Adversarial Defense Techniques for AI Accelerators: A Comparative Study

In this paper, the authors explore a new approach to defending against power side-channel attacks in deep learning models. These attacks exploit the power consumption of a model during inference to extract sensitive information, such as the model’s parameters or activations. The proposed defense technique, called "Model Utility Reduction," manipulates the model’s output to reduce its accuracy, making it more difficult for attackers to extract meaningful information.
The authors explain that traditional defenses against side-channel attacks often rely on adding noise to the model’s output, which can lower the signal-to-noise ratio (SNR) and make it harder for attackers to obtain useful information. However, these defenses are not always effective, as attackers can use various signal processing techniques to remove noise and extract the desired information.

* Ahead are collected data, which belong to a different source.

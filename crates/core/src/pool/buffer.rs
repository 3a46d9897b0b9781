//! Reusable byte-buffer pool bounding peak heap pressure during large
//! transfers and transcodes.

use std::sync::Mutex;

/// Default slot capacity: 10 MiB.
pub const DEFAULT_BUFFER_SIZE: usize = 10 * 1024 * 1024;
/// Default number of retained slots.
pub const DEFAULT_POOL_CAPACITY: usize = 100;

/// A non-blocking pool of fixed-capacity `Vec<u8>` buffers.
///
/// `get` always succeeds: when the free list is empty a fresh buffer is
/// allocated, so contention grows the heap instead of blocking callers.
/// `put` keeps the pool homogeneous by dropping buffers whose capacity
/// does not match the configured slot size, and drops anything beyond the
/// retention target. Buffers are lent by value, so a caller cannot return
/// the same buffer twice.
pub struct BufferPool {
    free: Mutex<Vec<Vec<u8>>>,
    buffer_size: usize,
    capacity: usize,
}

impl BufferPool {
    /// Create a pool of `capacity` buffers of `buffer_size` bytes each.
    ///
    /// Non-positive values fall back to the defaults.
    pub fn new(buffer_size: usize, capacity: usize) -> Self {
        let buffer_size = if buffer_size == 0 {
            DEFAULT_BUFFER_SIZE
        } else {
            buffer_size
        };
        let capacity = if capacity == 0 {
            DEFAULT_POOL_CAPACITY
        } else {
            capacity
        };

        Self {
            free: Mutex::new(Vec::with_capacity(capacity)),
            buffer_size,
            capacity,
        }
    }

    /// Borrow a buffer with at least the configured capacity and zero
    /// length.
    pub fn get(&self) -> Vec<u8> {
        if let Some(buf) = self.free.lock().expect("buffer pool poisoned").pop() {
            return buf;
        }
        Vec::with_capacity(self.buffer_size)
    }

    /// Return a buffer to the pool.
    ///
    /// The buffer is cleared before it becomes lendable again. Foreign
    /// buffers (capacity mismatch) and returns beyond the retention
    /// target are dropped.
    pub fn put(&self, mut buf: Vec<u8>) {
        if buf.capacity() != self.buffer_size {
            return;
        }
        buf.clear();

        let mut free = self.free.lock().expect("buffer pool poisoned");
        if free.len() < self.capacity {
            free.push(buf);
        }
    }

    /// Borrow a one-off buffer of exactly `size` bytes capacity.
    ///
    /// Standard-size requests are served from the pool; anything else is
    /// freshly allocated.
    pub fn get_sized(&self, size: usize) -> Vec<u8> {
        if size == self.buffer_size {
            return self.get();
        }
        Vec::with_capacity(size)
    }

    /// Return a buffer obtained through [`get_sized`](Self::get_sized).
    ///
    /// Only standard-size buffers are retained.
    pub fn put_sized(&self, buf: Vec<u8>) {
        self.put(buf);
    }

    /// The configured per-buffer capacity in bytes.
    pub fn buffer_size(&self) -> usize {
        self.buffer_size
    }

    /// The number of buffers currently available for lending.
    pub fn available(&self) -> usize {
        self.free.lock().expect("buffer pool poisoned").len()
    }
}

impl Default for BufferPool {
    fn default() -> Self {
        Self::new(DEFAULT_BUFFER_SIZE, DEFAULT_POOL_CAPACITY)
    }
}

#[cfg(test)]
mod tests {
    use super::*;

    #[test]
    fn get_returns_empty_buffer_of_configured_capacity() {
        let pool = BufferPool::new(1024, 4);
        let buf = pool.get();
        assert_eq!(buf.len(), 0);
        assert!(buf.capacity() >= 1024);
    }

    #[test]
    fn buffers_are_reused_after_put() {
        let pool = BufferPool::new(1024, 4);
        let mut buf = pool.get();
        buf.extend_from_slice(b"payload");
        let ptr = buf.as_ptr();

        pool.put(buf);
        assert_eq!(pool.available(), 1);

        let again = pool.get();
        assert_eq!(again.as_ptr(), ptr);
        // Length was reset on return.
        assert_eq!(again.len(), 0);
    }

    #[test]
    fn never_blocks_under_contention() {
        let pool = BufferPool::new(64, 2);
        // Drain well past the retention target; every get still succeeds.
        let borrowed: Vec<_> = (0..10).map(|_| pool.get()).collect();
        assert_eq!(borrowed.len(), 10);
        for buf in borrowed {
            pool.put(buf);
        }
        // Only `capacity` buffers were retained.
        assert_eq!(pool.available(), 2);
    }

    #[test]
    fn foreign_buffers_are_discarded() {
        let pool = BufferPool::new(1024, 4);
        pool.put(Vec::with_capacity(4096));
        assert_eq!(pool.available(), 0);
    }

    #[test]
    fn sized_requests_bypass_the_pool() {
        let pool = BufferPool::new(1024, 4);
        let small = pool.get_sized(32);
        assert!(small.capacity() >= 32);
        pool.put_sized(small);
        // Non-standard size is not retained.
        assert_eq!(pool.available(), 0);

        let standard = pool.get_sized(1024);
        pool.put_sized(standard);
        assert_eq!(pool.available(), 1);
    }

    #[test]
    fn zero_configuration_falls_back_to_defaults() {
        let pool = BufferPool::new(0, 0);
        assert_eq!(pool.buffer_size(), DEFAULT_BUFFER_SIZE);
    }
}
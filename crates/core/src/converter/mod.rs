//! Media conversion: audio to Opus-in-Ogg, images to progressive JPEG.
//!
//! Both converters work over in-memory pipelines with zero on-disk
//! scratch and honor per-request deadlines through [`OpContext`].

mod audio;
mod config;
mod error;
mod exec;
mod image;
mod probe;
mod types;

pub use audio::AudioConverter;
pub use config::{ConverterConfig, ImageEngine};
pub use error::ConverterError;
pub use image::ImageConverter;
pub use types::{
    AudioConverterStats, AudioRequest, AudioResponse, ImageConverterStats, ImageRequest,
    ImageResponse,
};

use crate::context::OpContext;
use crate::downloader::Downloader;
use crate::encoding::decode_payload;

/// Obtain raw input bytes: fetch the URL through the downloader, or
/// strip an optional data-URL preamble and base64-decode.
pub(crate) async fn resolve_input(
    downloader: &Downloader,
    ctx: &OpContext,
    data: &str,
    is_url: bool,
) -> Result<Vec<u8>, ConverterError> {
    if is_url {
        Ok(downloader.download(ctx, data).await?)
    } else {
        let (_, bytes) = decode_payload(data)?;
        Ok(bytes)
    }
}

/// Collapse per-item batch results into the aggregate contract: the
/// first failure (in input order) wins, tagged with its index.
pub fn collect_batch<T>(results: Vec<Result<T, ConverterError>>) -> Result<Vec<T>, ConverterError> {
    let mut collected = Vec::with_capacity(results.len());
    for (index, result) in results.into_iter().enumerate() {
        match result {
            Ok(value) => collected.push(value),
            Err(err) => return Err(ConverterError::batch_item(index, err)),
        }
    }
    Ok(collected)
}
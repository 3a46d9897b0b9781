//! Progress-counting reader wrappers.
//!
//! The wrapper reports what the provider actually consumed, so the
//! record reflects real transfer progress, not what the caller handed
//! over. Seeks reset the counter to the new position, which keeps
//! retry rewinds honest.

use std::io::SeekFrom;
use std::pin::Pin;
use std::task::{Context, Poll};

use tokio::io::{AsyncRead, AsyncSeek, ReadBuf};

use crate::provider::{ProgressFn, UploadBody};

pub(crate) struct CountingReader<R> {
    inner: R,
    read: u64,
    total: u64,
    callback: ProgressFn,
}

impl<R> CountingReader<R> {
    fn new(inner: R, total: u64, callback: ProgressFn) -> Self {
        Self {
            inner,
            read: 0,
            total,
            callback,
        }
    }
}

impl<R: AsyncRead + Unpin> AsyncRead for CountingReader<R> {
    fn poll_read(
        self: Pin<&mut Self>,
        cx: &mut Context<'_>,
        buf: &mut ReadBuf<'_>,
    ) -> Poll<std::io::Result<()>> {
        let me = self.get_mut();
        let before = buf.filled().len();
        match Pin::new(&mut me.inner).poll_read(cx, buf) {
            Poll::Ready(Ok(())) => {
                let n = buf.filled().len() - before;
                if n > 0 {
                    me.read += n as u64;
                    (me.callback)(me.read, me.total);
                }
                Poll::Ready(Ok(()))
            }
            other => other,
        }
    }
}

impl<R: AsyncRead + AsyncSeek + Unpin> AsyncSeek for CountingReader<R> {
    fn start_seek(self: Pin<&mut Self>, position: SeekFrom) -> std::io::Result<()> {
        Pin::new(&mut self.get_mut().inner).start_seek(position)
    }

    fn poll_complete(self: Pin<&mut Self>, cx: &mut Context<'_>) -> Poll<std::io::Result<u64>> {
        let me = self.get_mut();
        match Pin::new(&mut me.inner).poll_complete(cx) {
            Poll::Ready(Ok(position)) => {
                me.read = position;
                (me.callback)(me.read, me.total);
                Poll::Ready(Ok(position))
            }
            other => other,
        }
    }
}

/// Wrap an upload body so reads (and seeks, when supported) drive the
/// progress callback.
pub(crate) fn wrap_body(body: UploadBody, total: u64, callback: ProgressFn) -> UploadBody {
    match body {
        UploadBody::Seekable(inner) => {
            UploadBody::Seekable(Box::new(CountingReader::new(inner, total, callback)))
        }
        UploadBody::Stream(inner) => {
            UploadBody::Stream(Box::new(CountingReader::new(inner, total, callback)))
        }
    }
}
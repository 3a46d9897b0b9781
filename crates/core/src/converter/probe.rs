//! Best-effort ffprobe metadata extraction on in-memory artifacts.
//!
//! Probes run under a short bounded deadline and report zero values on
//! any failure rather than failing the conversion.

use std::path::Path;
use std::time::Duration;

use tracing::debug;

use super::error::ConverterError;
use super::exec::pipe_through;
use crate::context::OpContext;

fn base_args() -> Vec<String> {
    vec![
        "-hide_banner".to_string(),
        "-loglevel".to_string(),
        "error".to_string(),
        "-i".to_string(),
        "pipe:0".to_string(),
    ]
}

/// Duration of an audio artifact in whole seconds; zero when probing
/// fails for any reason.
pub(crate) async fn audio_duration_secs(
    ctx: &OpContext,
    ffprobe: &Path,
    timeout: Duration,
    data: &[u8],
) -> u64 {
    let probe_ctx = ctx.child_with_timeout(timeout);
    let mut args = base_args();
    args.extend([
        "-show_entries".to_string(),
        "format=duration".to_string(),
        "-of".to_string(),
        "default=noprint_wrappers=1:nokey=1".to_string(),
    ]);

    match pipe_through(&probe_ctx, "ffprobe", ffprobe, &args, data).await {
        Ok(output) => String::from_utf8_lossy(&output)
            .trim()
            .parse::<f64>()
            .map(|secs| secs as u64)
            .unwrap_or(0),
        Err(err) => {
            debug!(%err, "duration probe failed");
            0
        }
    }
}

/// Pixel dimensions of an image artifact; `(0, 0)` when probing fails.
pub(crate) async fn image_dimensions(
    ctx: &OpContext,
    ffprobe: &Path,
    timeout: Duration,
    data: &[u8],
) -> (u32, u32) {
    let probe_ctx = ctx.child_with_timeout(timeout);
    let mut args = base_args();
    args.extend([
        "-select_streams".to_string(),
        "v:0".to_string(),
        "-show_entries".to_string(),
        "stream=width,height".to_string(),
        "-of".to_string(),
        "csv=p=0".to_string(),
    ]);

    match pipe_through(&probe_ctx, "ffprobe", ffprobe, &args, data).await {
        Ok(output) => parse_dimensions(&String::from_utf8_lossy(&output)),
        Err(err) => {
            debug!(%err, "dimension probe failed");
            (0, 0)
        }
    }
}

fn parse_dimensions(output: &str) -> (u32, u32) {
    let line = output.trim();
    let mut parts = line.split(',');
    let width = parts.next().and_then(|w| w.trim().parse().ok());
    let height = parts.next().and_then(|h| h.trim().parse().ok());
    match (width, height) {
        (Some(w), Some(h)) => (w, h),
        _ => (0, 0),
    }
}

/// Validate that `data` is a media payload ffprobe can open.
pub(crate) async fn validate_media(
    ctx: &OpContext,
    ffprobe: &Path,
    data: &[u8],
) -> Result<(), ConverterError> {
    // ffprobe prints stream info to stderr; only the exit status
    // matters, so route it through the shared runner and accept the
    // empty-stdout outcome as success.
    let mut args = base_args();
    args.extend([
        "-show_entries".to_string(),
        "format=format_name".to_string(),
        "-of".to_string(),
        "default=noprint_wrappers=1:nokey=1".to_string(),
    ]);

    match pipe_through(ctx, "ffprobe", ffprobe, &args, data).await {
        Ok(_) => Ok(()),
        Err(ConverterError::EmptyOutput { .. }) => Ok(()),
        Err(err) => Err(err),
    }
}
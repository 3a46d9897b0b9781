//! Test doubles for driving the storage stack without a network.

mod mock_transport;

pub use mock_transport::{MockTransport, StoredObject};
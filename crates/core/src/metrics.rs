//! Prometheus metrics for the conversion and upload cores.

use once_cell::sync::Lazy;
use prometheus::{HistogramOpts, HistogramVec, IntCounter, IntCounterVec, IntGauge, Opts};

/// Conversions total by media kind and result.
pub static CONVERSIONS_TOTAL: Lazy<IntCounterVec> = Lazy::new(|| {
    IntCounterVec::new(
        Opts::new("convertino_conversions_total", "Total media conversions"),
        &["kind", "result"], // kind: "audio", "image"; result: "success", "failed"
    )
    .unwrap()
});

/// Conversion duration in seconds by media kind.
pub static CONVERSION_DURATION: Lazy<HistogramVec> = Lazy::new(|| {
    HistogramVec::new(
        HistogramOpts::new(
            "convertino_conversion_duration_seconds",
            "Duration of media conversions",
        )
        .buckets(vec![0.05, 0.1, 0.25, 0.5, 1.0, 2.5, 5.0, 15.0, 60.0, 300.0]),
        &["kind"],
    )
    .unwrap()
});

/// Downloads total by result.
pub static DOWNLOADS_TOTAL: Lazy<IntCounterVec> = Lazy::new(|| {
    IntCounterVec::new(
        Opts::new("convertino_downloads_total", "Total remote media downloads"),
        &["result"],
    )
    .unwrap()
});

/// Bytes fetched by the downloader.
pub static DOWNLOAD_BYTES: Lazy<IntCounter> = Lazy::new(|| {
    IntCounter::new("convertino_download_bytes_total", "Total bytes downloaded").unwrap()
});

/// Uploads total by result.
pub static UPLOADS_TOTAL: Lazy<IntCounterVec> = Lazy::new(|| {
    IntCounterVec::new(
        Opts::new("convertino_uploads_total", "Total object storage uploads"),
        &["result"], // "success", "failed", "cancelled"
    )
    .unwrap()
});

/// Bytes shipped to object storage.
pub static UPLOAD_BYTES: Lazy<IntCounter> = Lazy::new(|| {
    IntCounter::new("convertino_upload_bytes_total", "Total bytes uploaded").unwrap()
});

/// Uploads currently holding a concurrency slot.
pub static ACTIVE_UPLOADS: Lazy<IntGauge> = Lazy::new(|| {
    IntGauge::new("convertino_active_uploads", "Uploads currently in flight").unwrap()
});

/// All core metrics, for registration in a registry.
pub fn all_metrics() -> Vec<Box<dyn prometheus::core::Collector>> {
    vec![
        Box::new(CONVERSIONS_TOTAL.clone()),
        Box::new(CONVERSION_DURATION.clone()),
        Box::new(DOWNLOADS_TOTAL.clone()),
        Box::new(DOWNLOAD_BYTES.clone()),
        Box::new(UPLOADS_TOTAL.clone()),
        Box::new(UPLOAD_BYTES.clone()),
        Box::new(ACTIVE_UPLOADS.clone()),
    ]
}
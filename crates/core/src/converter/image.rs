//! Image conversion to a size-bounded progressive JPEG.
//!
//! vips is the primary engine; ffmpeg covers resizing and acts as the
//! transparent fallback whenever vips is unavailable or fails.

use std::sync::{Arc, Mutex};
use std::time::{Duration, Instant};

use tracing::{debug, warn};

use super::config::{ConverterConfig, ImageEngine};
use super::error::ConverterError;
use super::exec::{pipe_through, tool_available};
use super::probe;
use super::resolve_input;
use super::types::{ImageConverterStats, ImageRequest, ImageResponse};
use crate::context::OpContext;
use crate::downloader::Downloader;
use crate::encoding::to_data_url;
use crate::metrics;

const IMAGE_MIME: &str = "image/jpeg";

#[derive(Debug, Clone, Copy, PartialEq, Eq)]
enum Engine {
    Vips,
    Ffmpeg,
}

/// Effective request parameters after defaulting and clamping.
#[derive(Debug, Clone, Copy, PartialEq, Eq)]
pub(crate) struct ImageParams {
    pub quality: u32,
    pub max_width: u32,
    pub max_height: u32,
}

/// Converts arbitrary image payloads to progressive JPEG within a
/// bounding box.
pub struct ImageConverter {
    config: ConverterConfig,
    downloader: Arc<Downloader>,
    use_vips: bool,
    stats: Mutex<ImageConverterStats>,
}

impl ImageConverter {
    pub fn new(config: ConverterConfig, downloader: Arc<Downloader>) -> Self {
        let use_vips = match config.image_engine {
            ImageEngine::Auto => tool_available(&config.vips_path),
            ImageEngine::Vips => true,
            ImageEngine::Ffmpeg => false,
        };

        Self {
            config,
            downloader,
            use_vips,
            stats: Mutex::new(ImageConverterStats::default()),
        }
    }

    /// Whether the primary engine is in play.
    pub fn is_vips_available(&self) -> bool {
        self.use_vips
    }

    pub(crate) fn effective_params(&self, request: &ImageRequest) -> ImageParams {
        let quality = if request.quality == 0 || request.quality > 100 {
            self.config.default_quality
        } else {
            request.quality
        };
        let max_width = if request.max_width == 0 {
            self.config.default_max_width
        } else {
            request.max_width
        };
        let max_height = if request.max_height == 0 {
            self.config.default_max_height
        } else {
            request.max_height
        };

        ImageParams {
            quality,
            max_width,
            max_height,
        }
    }

    /// Convert one payload. Counters record which engine produced each
    /// success.
    pub async fn convert(
        &self,
        ctx: &OpContext,
        request: &ImageRequest,
    ) -> Result<ImageResponse, ConverterError> {
        let start = Instant::now();
        let result = self.perform(ctx, request).await;

        match &result {
            Ok((_, engine)) => {
                metrics::CONVERSIONS_TOTAL
                    .with_label_values(&["image", "success"])
                    .inc();
                metrics::CONVERSION_DURATION
                    .with_label_values(&["image"])
                    .observe(start.elapsed().as_secs_f64());
                let mut stats = self.stats.lock().expect("image stats poisoned");
                match engine {
                    Engine::Vips => stats.record_vips_success(start.elapsed()),
                    Engine::Ffmpeg => stats.record_ffmpeg_success(start.elapsed()),
                }
            }
            Err(err) => {
                metrics::CONVERSIONS_TOTAL
                    .with_label_values(&["image", "failed"])
                    .inc();
                debug!(%err, "image conversion failed");
                self.stats
                    .lock()
                    .expect("image stats poisoned")
                    .record_failure();
            }
        }

        result.map(|(response, _)| response)
    }

    async fn perform(
        &self,
        ctx: &OpContext,
        request: &ImageRequest,
    ) -> Result<(ImageResponse, Engine), ConverterError> {
        let params = self.effective_params(request);
        let input = resolve_input(&self.downloader, ctx, &request.data, request.is_url).await?;

        if input.is_empty() {
            return Err(ConverterError::EmptyInput);
        }
        if input.len() as u64 > self.config.max_image_size {
            return Err(ConverterError::InputTooLarge {
                size: input.len() as u64,
                max: self.config.max_image_size,
            });
        }

        let (output, engine) = self.encode(ctx, &input, params).await?;

        let (width, height) = probe::image_dimensions(
            ctx,
            &self.config.ffprobe_path,
            Duration::from_secs(self.config.probe_timeout_secs),
            &output,
        )
        .await;

        let response = ImageResponse {
            data: to_data_url(IMAGE_MIME, &output),
            width,
            height,
            size: output.len(),
        };
        Ok((response, engine))
    }

    async fn encode(
        &self,
        ctx: &OpContext,
        input: &[u8],
        params: ImageParams,
    ) -> Result<(Vec<u8>, Engine), ConverterError> {
        if self.use_vips {
            // vips encodes without resizing, so it only serves inputs
            // that already fit the bounding box; anything larger (or of
            // unknown size) goes through the resizing transcoder.
            let (width, height) = probe::image_dimensions(
                ctx,
                &self.config.ffprobe_path,
                Duration::from_secs(self.config.probe_timeout_secs),
                input,
            )
            .await;

            let fits = width > 0
                && height > 0
                && width <= params.max_width
                && height <= params.max_height;

            if fits {
                match self.encode_with_vips(ctx, input, params.quality).await {
                    Ok(output) => return Ok((output, Engine::Vips)),
                    Err(err) => {
                        warn!(%err, "vips failed, falling back to ffmpeg");
                    }
                }
            }
        }

        let output = self.encode_with_ffmpeg(ctx, input, params).await?;
        Ok((output, Engine::Ffmpeg))
    }

    async fn encode_with_vips(
        &self,
        ctx: &OpContext,
        input: &[u8],
        quality: u32,
    ) -> Result<Vec<u8>, ConverterError> {
        let args = vips_args(quality);
        pipe_through(ctx, "vips", &self.config.vips_path, &args, input).await
    }

    async fn encode_with_ffmpeg(
        &self,
        ctx: &OpContext,
        input: &[u8],
        params: ImageParams,
    ) -> Result<Vec<u8>, ConverterError> {
        let args = ffmpeg_image_args(params);
        pipe_through(ctx, "ffmpeg", &self.config.ffmpeg_path, &args, input).await
    }

    /// Convert several payloads in parallel with a per-item deadline.
    /// Results preserve input order.
    pub async fn convert_batch(
        &self,
        ctx: &OpContext,
        requests: &[ImageRequest],
    ) -> Vec<Result<ImageResponse, ConverterError>> {
        let item_timeout = Duration::from_secs(self.config.batch_item_timeout_secs);
        let futures = requests.iter().map(|request| {
            let item_ctx = ctx.child_with_timeout(item_timeout);
            async move { self.convert(&item_ctx, request).await }
        });
        futures::future::join_all(futures).await
    }

    /// Check that `data` is a payload the tooling can open.
    pub async fn validate_input(&self, ctx: &OpContext, data: &[u8]) -> Result<(), ConverterError> {
        probe::validate_media(ctx, &self.config.ffprobe_path, data).await
    }

    /// Snapshot of the conversion counters.
    pub fn stats(&self) -> ImageConverterStats {
        self.stats.lock().expect("image stats poisoned").clone()
    }
}

fn vips_args(quality: u32) -> Vec<String> {
    vec![
        "jpegsave_buffer".to_string(),
        "-".to_string(),
        "-".to_string(),
        format!("--Q={quality}"),
        "--optimize-coding".to_string(),
        "--strip".to_string(),
        "--interlace".to_string(),
        "--trellis-quant".to_string(),
        "--overshoot-deringing".to_string(),
        "--optimize-scans".to_string(),
        "--quant-table=3".to_string(),
    ]
}

/// Map the 1..=100 request quality onto ffmpeg's 2..=31 scale, where
/// lower means higher quality.
fn ffmpeg_quality(quality: u32) -> u32 {
    (31u32.saturating_sub(quality * 29 / 100)).clamp(2, 31)
}

fn ffmpeg_image_args(params: ImageParams) -> Vec<String> {
    let scale = format!(
        "scale='min({},iw)':'min({},ih)':force_original_aspect_ratio=decrease:flags=lanczos",
        params.max_width, params.max_height
    );

    vec![
        "-hide_banner".to_string(),
        "-loglevel".to_string(),
        "error".to_string(),
        "-i".to_string(),
        "pipe:0".to_string(),
        "-vf".to_string(),
        scale,
        "-q:v".to_string(),
        ffmpeg_quality(params.quality).to_string(),
        "-vcodec".to_string(),
        "mjpeg".to_string(),
        "-pix_fmt".to_string(),
        "yuvj444p".to_string(),
        "-f".to_string(),
        "image2pipe".to_string(),
        "-threads".to_string(),
        "0".to_string(),
        "pipe:1".to_string(),
    ]
}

To overcome this limitation, the authors propose a different approach based on model utility reduction. This technique involves intentionally degrading the accuracy of the model during inference, making it less useful for attackers to exploit. The authors demonstrate that by reducing the utility of the model, they can significantly reduce the effectiveness of power side-channel attacks.
The proposed defense mechanism is based on a distance function that measures the difference between the original and manipulated models. The distance metric is used to calculate the amount of noise needed to reduce the model’s accuracy without compromising its utility for legitimate users. The authors show that by adjusting this distance metric, they can achieve a balance between defense effectiveness and model utility preservation.
The authors evaluate their proposed defense mechanism through extensive simulations and compare it with existing defenses. They demonstrate that their approach provides better protection against power side-channel attacks while maintaining acceptable performance for legitimate users.
In summary, this paper presents a practical defense against power side-channel attacks in deep learning models by manipulating the model’s utility rather than its noise level. The proposed defense mechanism is effective in reducing the effectiveness of these attacks without significantly impacting the model’s accuracy for legitimate users.